Concept

Nazism and cinema

Summary
Nazism created an elaborate system of propaganda, which used the new technologies of the 20th century, including cinema. Nazism courted the masses by means of slogans that were aimed directly at the instincts and emotions of the people. The Nazis valued film as a propaganda instrument of enormous power. The interest that Adolf Hitler and his propaganda minister Joseph Goebbels took in the film was not only the result of a personal fascination. The use of film for propaganda had been planned by the Nazi Party as early as 1930, when the party first established a film department.
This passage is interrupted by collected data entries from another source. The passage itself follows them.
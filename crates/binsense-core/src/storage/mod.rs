//! Non-volatile storage
//!
//! The medium is a plain byte-addressable array (EEPROM on the device, a
//! file in the simulator). Each store owns a fixed window on it: one
//! signature byte followed by its records.
//!
//! ## Layout
//!
//! | Store | Bytes | Contents |
//! |-------|-------|----------|
//! | [`SessionLog`] | 1 + 8 | signature, start mark, stop mark |
//! | [`DailyStatsStore`] | 1 + 31 × 8 | signature, one [`DayRecord`] per day-of-month slot |
//!
//! Records are written one byte at a time with no checksum, so a reset in
//! the middle of a write can leave a record mixing old and new bytes.

pub mod codec;
pub mod daily_stats;
pub mod memory;
pub mod records;
pub mod session;

pub use codec::{Record, read_record, write_record};
pub use daily_stats::DailyStatsStore;
pub use memory::{MemoryStore, MemoryStoreError};
pub use records::{DayRecord, SessionRecord, TimeMark};
pub use session::{SessionLog, print_time};

use core::cell::RefCell;

use thiserror_no_std::Error;

/// Signature marking an initialised session window
pub const SESSION_SIGNATURE: u8 = 0x42;
/// Signature marking an initialised daily stats window
pub const STATS_SIGNATURE: u8 = 0x42;

/// Number of day-of-month slots in the daily stats window
pub const STATS_SLOT_COUNT: usize = 31;

/// Bytes used by a [`SessionLog`] window
pub const SESSION_STORE_SIZE: usize = 1 + SessionRecord::SIZE;
/// Bytes used by a [`DailyStatsStore`] window
pub const STATS_STORE_SIZE: usize = 1 + STATS_SLOT_COUNT * DayRecord::SIZE;

#[derive(Error, Debug, Clone, PartialEq, Eq)]
pub enum StoreError<E> {
    #[error("Storage medium error: {0:?}")]
    Medium(E),
    #[error("Access of {len} bytes at offset {offset} exceeds capacity {capacity}")]
    OutOfBounds {
        offset: usize,
        len: usize,
        capacity: usize,
    },
}

/// Byte-addressable non-volatile medium.
///
/// Implementations own any wear leveling; the stores only minimise how
/// often they write.
pub trait ByteStore {
    type Error: core::fmt::Debug;

    /// Total addressable bytes
    fn capacity(&self) -> usize;

    fn read_byte(&mut self, offset: usize) -> Result<u8, Self::Error>;

    fn write_byte(&mut self, offset: usize, byte: u8) -> Result<(), Self::Error>;
}

impl<S: ByteStore> ByteStore for &mut S {
    type Error = S::Error;

    fn capacity(&self) -> usize {
        (**self).capacity()
    }

    fn read_byte(&mut self, offset: usize) -> Result<u8, Self::Error> {
        (**self).read_byte(offset)
    }

    fn write_byte(&mut self, offset: usize, byte: u8) -> Result<(), Self::Error> {
        (**self).write_byte(offset, byte)
    }
}

/// Shares one medium between several stores on a single thread.
///
/// Each access borrows the cell for one byte only, so stores holding the
/// same `&RefCell` never overlap a borrow.
impl<S: ByteStore> ByteStore for &RefCell<S> {
    type Error = S::Error;

    fn capacity(&self) -> usize {
        self.borrow().capacity()
    }

    fn read_byte(&mut self, offset: usize) -> Result<u8, Self::Error> {
        self.borrow_mut().read_byte(offset)
    }

    fn write_byte(&mut self, offset: usize, byte: u8) -> Result<(), Self::Error> {
        self.borrow_mut().write_byte(offset, byte)
    }
}

/// Read a store's signature byte.
pub(crate) fn has_signature<S: ByteStore>(
    store: &mut S,
    offset: usize,
    signature: u8,
) -> Result<bool, StoreError<S::Error>> {
    check_bounds(store, offset, 1)?;
    let byte = store.read_byte(offset).map_err(StoreError::Medium)?;
    Ok(byte == signature)
}

pub(crate) fn write_signature<S: ByteStore>(
    store: &mut S,
    offset: usize,
    signature: u8,
) -> Result<(), StoreError<S::Error>> {
    check_bounds(store, offset, 1)?;
    store
        .write_byte(offset, signature)
        .map_err(StoreError::Medium)
}

pub(crate) fn check_bounds<S: ByteStore>(
    store: &S,
    offset: usize,
    len: usize,
) -> Result<(), StoreError<S::Error>> {
    let capacity = store.capacity();
    match offset.checked_add(len) {
        Some(end) if end <= capacity => Ok(()),
        _ => Err(StoreError::OutOfBounds {
            offset,
            len,
            capacity,
        }),
    }
}
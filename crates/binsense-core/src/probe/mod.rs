//! Distance probes
//!
//! A probe produces one distance reading per call in the unit it was
//! configured with. The detector consumes readings; it never drives pins.

mod hcsr04;

pub use hcsr04::{ECHO_TIMEOUT_US, Hcsr04};

use thiserror_no_std::Error;

use crate::config::DistanceUnit;

/// One probe measurement.
///
/// `NoEcho` keeps a missing echo apart from a genuine max-range reading.
#[derive(Debug, Clone, Copy, PartialEq, Eq)]
pub enum Reading {
    Distance(u32),
    NoEcho,
}

impl Reading {
    /// Distance to feed the detector. No echo reads as `max_distance`.
    pub fn or_max(self, max_distance: u32) -> u32 {
        match self {
            Self::Distance(d) => d.min(max_distance),
            Self::NoEcho => max_distance,
        }
    }
}

#[derive(Error, Debug, Clone, Copy, PartialEq, Eq)]
pub enum ProbeError {
    #[error("Pin access failed while trying to {operation}")]
    Pin { operation: &'static str },
}

/// Trait for anything that can measure a distance.
pub trait DistanceProbe {
    type Error: core::fmt::Debug;

    /// Take one measurement. May block for the echo round trip.
    fn measure(&mut self) -> Result<Reading, Self::Error>;

    /// Unit the readings are reported in.
    fn unit(&self) -> DistanceUnit;
}

impl<P: DistanceProbe> DistanceProbe for &mut P {
    type Error = P::Error;

    fn measure(&mut self) -> Result<Reading, Self::Error> {
        (**self).measure()
    }

    fn unit(&self) -> DistanceUnit {
        (**self).unit()
    }
}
The goals department's goals included using the economic power of German moviegoers to self-censor films globally, resulting in all but one Hollywood producers censoring films critical of Nazism and even showing news shorts of film produced by the Nazis in American theaters. No American films between 1933-1939 were critical of Nazism. The Nazis were very aware of the propagandistic effect of movies and already in 1920 the issues of the Racial Observer included film criticism. The SS-philosopher Walter Julius Bloem published the book The Soul of the Cinema – A Commitment to the Movies in 1922. In September 1923, Philipp Nickel produced a documentary of the "German Day in Nuremberg" where the "Battle-League" was founded, shortly before the Beer Hall Putsch. Hitler wrote about the psychological effect of images in Mein Kampf: One must also remember that of itself the multitude is mentally inert, that it remains attached to its old habits and that it is not naturally prone to read something which does not conform with its own pre-established beliefs when such writing does not contain what the multitude hopes to find there. The picture, in all its forms, including the film, has better prospects. In a much shorter time, at one stroke I might say, people will understand a pictorial presentation of something which it would take them a long and laborious effort of reading to understand.